Molti operatori del settore minorile denunciano da anni il deficit di strutture e risorse per far fronte ad un problema che si fa sempre più grave e che si amplifica ulteriormente con le necessità della presa a carico che ne consegue. Come potrà colmare queste lacune una struttura da soli 10 posti? Come sarà possibile “raddrizzare” questi giovani in soli 3 mesi? Che prospettive avranno una volta terminata l’espiazione della pena/punizione camuffata con intenzioni e precetti educativi che paiono oggettivamente irrealistici?
Non ci si stancherà mai, qui, di ripetere che molti studi internazionali confermano, ormai da più di 20 anni, che strutture provviste di celle o di camere chiuse per minorenni sono controproducenti e aumentano di oltre l’80% il pericolo di recidività. Gli esperti ribadiscono che ogni società deve abbandonare, in generale e soprattutto con i giovani, l’applicazione di una giustizia che, camuffata con giustificazioni di vario genere, appare in sostanza semplicemente e brutalmente di tipo vendicativo-populista.

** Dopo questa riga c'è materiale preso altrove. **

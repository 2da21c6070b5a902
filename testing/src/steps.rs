//! Scripted steps.

use courier_core::{Exchange, ExchangeError, Step, StepFuture, continuation};
use std::sync::atomic::{AtomicU32, Ordering};
use std::sync::{Arc, Mutex, PoisonError};
use std::thread::ThreadId;
use std::time::Duration;

/// A step that fails its first `failures` executions, then succeeds.
///
/// Every execution records the thread it started on and the thread it
/// finished on. In asynchronous mode the step hands the exchange to a separate
/// OS thread and resumes through a continuation, the way a step waiting on an
/// external system would.
///
/// Clones share counters and recordings.
#[derive(Clone)]
pub struct FlakyStep {
    name: String,
    failures: u32,
    failure: ExchangeError,
    completion_delay: Option<Duration>,
    executions: Arc<AtomicU32>,
    threads: Arc<Mutex<Vec<(ThreadId, ThreadId)>>>,
}

impl FlakyStep {
    /// Fail the first `failures` executions with `failure`.
    #[must_use]
    pub fn new(failures: u32, failure: ExchangeError) -> Self {
        Self {
            name: "flaky".to_string(),
            failures,
            failure,
            completion_delay: None,
            executions: Arc::new(AtomicU32::new(0)),
            threads: Arc::new(Mutex::new(Vec::new())),
        }
    }

    /// A step that never succeeds.
    #[must_use]
    pub fn always(failure: ExchangeError) -> Self {
        Self::new(u32::MAX, failure)
    }

    /// Name used in logs.
    #[must_use]
    pub fn named(mut self, name: impl Into<String>) -> Self {
        self.name = name.into();
        self
    }

    /// Complete every execution from a separate OS thread after `delay`.
    #[must_use]
    pub const fn asynchronous(mut self, delay: Duration) -> Self {
        self.completion_delay = Some(delay);
        self
    }

    /// Number of executions so far.
    #[must_use]
    pub fn executions(&self) -> u32 {
        self.executions.load(Ordering::SeqCst)
    }

    /// `(started on, finished on)` thread of every execution.
    #[must_use]
    pub fn threads(&self) -> Vec<(ThreadId, ThreadId)> {
        self.threads
            .lock()
            .unwrap_or_else(PoisonError::into_inner)
            .clone()
    }

    fn outcome(&self, mut exchange: Exchange, execution: u32) -> Exchange {
        if execution <= self.failures {
            exchange.set_failure(self.failure.clone());
        } else {
            exchange
                .outbound_mut()
                .set_body(format!("{} succeeded on execution {execution}", self.name));
        }
        exchange
    }
}

impl Step for FlakyStep {
    fn process(&self, exchange: Exchange) -> StepFuture<'_> {
        Box::pin(async move {
            let execution = self.executions.fetch_add(1, Ordering::SeqCst) + 1;
            let started_on = std::thread::current().id();

            let exchange = match self.completion_delay {
                None => self.outcome(exchange, execution),
                Some(delay) => {
                    let snapshot = exchange.clone();
                    let (continuation, suspension) = continuation();
                    std::thread::spawn(move || {
                        std::thread::sleep(delay);
                        continuation.done(exchange);
                    });
                    match suspension.await {
                        Ok(resumed) => self.outcome(resumed.exchange, execution),
                        Err(failure) => {
                            let mut exchange = snapshot;
                            exchange.set_failure(failure);
                            exchange
                        }
                    }
                }
            };

            self.threads
                .lock()
                .unwrap_or_else(PoisonError::into_inner)
                .push((started_on, std::thread::current().id()));
            exchange
        })
    }

    fn name(&self) -> &str {
        &self.name
    }
}

/// A step that records the thread it runs on and passes the exchange through.
#[derive(Clone, Default)]
pub struct ThreadProbe {
    threads: Arc<Mutex<Vec<ThreadId>>>,
}

impl ThreadProbe {
    /// Create a probe.
    #[must_use]
    pub fn new() -> Self {
        Self::default()
    }

    /// Threads observed so far, in execution order.
    #[must_use]
    pub fn threads(&self) -> Vec<ThreadId> {
        self.threads
            .lock()
            .unwrap_or_else(PoisonError::into_inner)
            .clone()
    }
}

impl Step for ThreadProbe {
    fn process(&self, exchange: Exchange) -> StepFuture<'_> {
        self.threads
            .lock()
            .unwrap_or_else(PoisonError::into_inner)
            .push(std::thread::current().id());
        Box::pin(std::future::ready(exchange))
    }

    fn name(&self) -> &str {
        "thread-probe"
    }
}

Ma poi, perché non si sono volute ricercare alternative perlomeno a livello di struttura? Il “Coordinamento contro il centro chiuso” ha più volte cercato di segnalare, oltre alla esplicita contrarietà nei confronti del progetto in questione, che esisterebbero semmai altre soluzioni praticabili. Partendo dal rafforzamento e adeguamento delle strutture esistenti, oppure riprogettando l’ex istituto minorile di Torricella (un comparto verde di 50.000 metri quadri!), fino a considerare l’importante realtà di Terravecchia e Bordei nelle Centovalli, che il Coordinamento ritiene una strada percorribile particolarmente gradita, per la polivalenza e potenzialità del comparto, ben strutturato e collaudato.
Purtroppo, nulla di alternativo pare muoversi e venir anche solo minimamente considerato, neppure con le condizioni finanziarie attuali e con la crescente urgenza di prese a carico particolari. Siamo nell’imminenza dello smantellamento del reparto pedo-psichiatrico al civico di Lugano, in seguito alla disdetta entro il 2025 da parte dell’EOC, un importante punto di riferimento per le urgenze di tutto il cantone. Si prevede di spostarlo, chissà quando, al futuro ospedale a Bellinzona.
Nel frattempo, udite udite, si pensa di installare dei container (moduli prefabbricati) da qualche parte. In ogni caso, in Ticino continuerà a mancare una vera Comunità terapeutica psichiatrica per minorenni!
E ancora, se vogliamo dire qualcosa anche sulle risorse umane, sappiamo che le pochissime pedo-psichiatre e i tre giovani nuovi assistenti, devono garantire picchetti da 24h oltre il loro quotidiano lavoro, con disponibilità mensile di circa una settimana e con un turnover che facilmente può portare ad un sovraccarico di lavoro estenuante. Un impegno che obbliga ad essere operative/vi di notte per casi sempre più frequenti.
La situazione è drammatica, eppure si rimane con l’idea che basterà il Centro chiuso, che non viene assolutamente messo in discussione, anzi, rimane l’unico progetto da sostenere (a tutti i costi, verrebbe da aggiungere, in tutti i sensi).
Un progetto sbagliato, sotto ogni punto di vista, che deve perlomeno essere ripensato e discusso pubblicamente. Ne va del futuro (ma già del presente) di giovani sempre più numerosi, sempre più in difficoltà, che non si possono e non si devono né rinchiudere né abbandonare.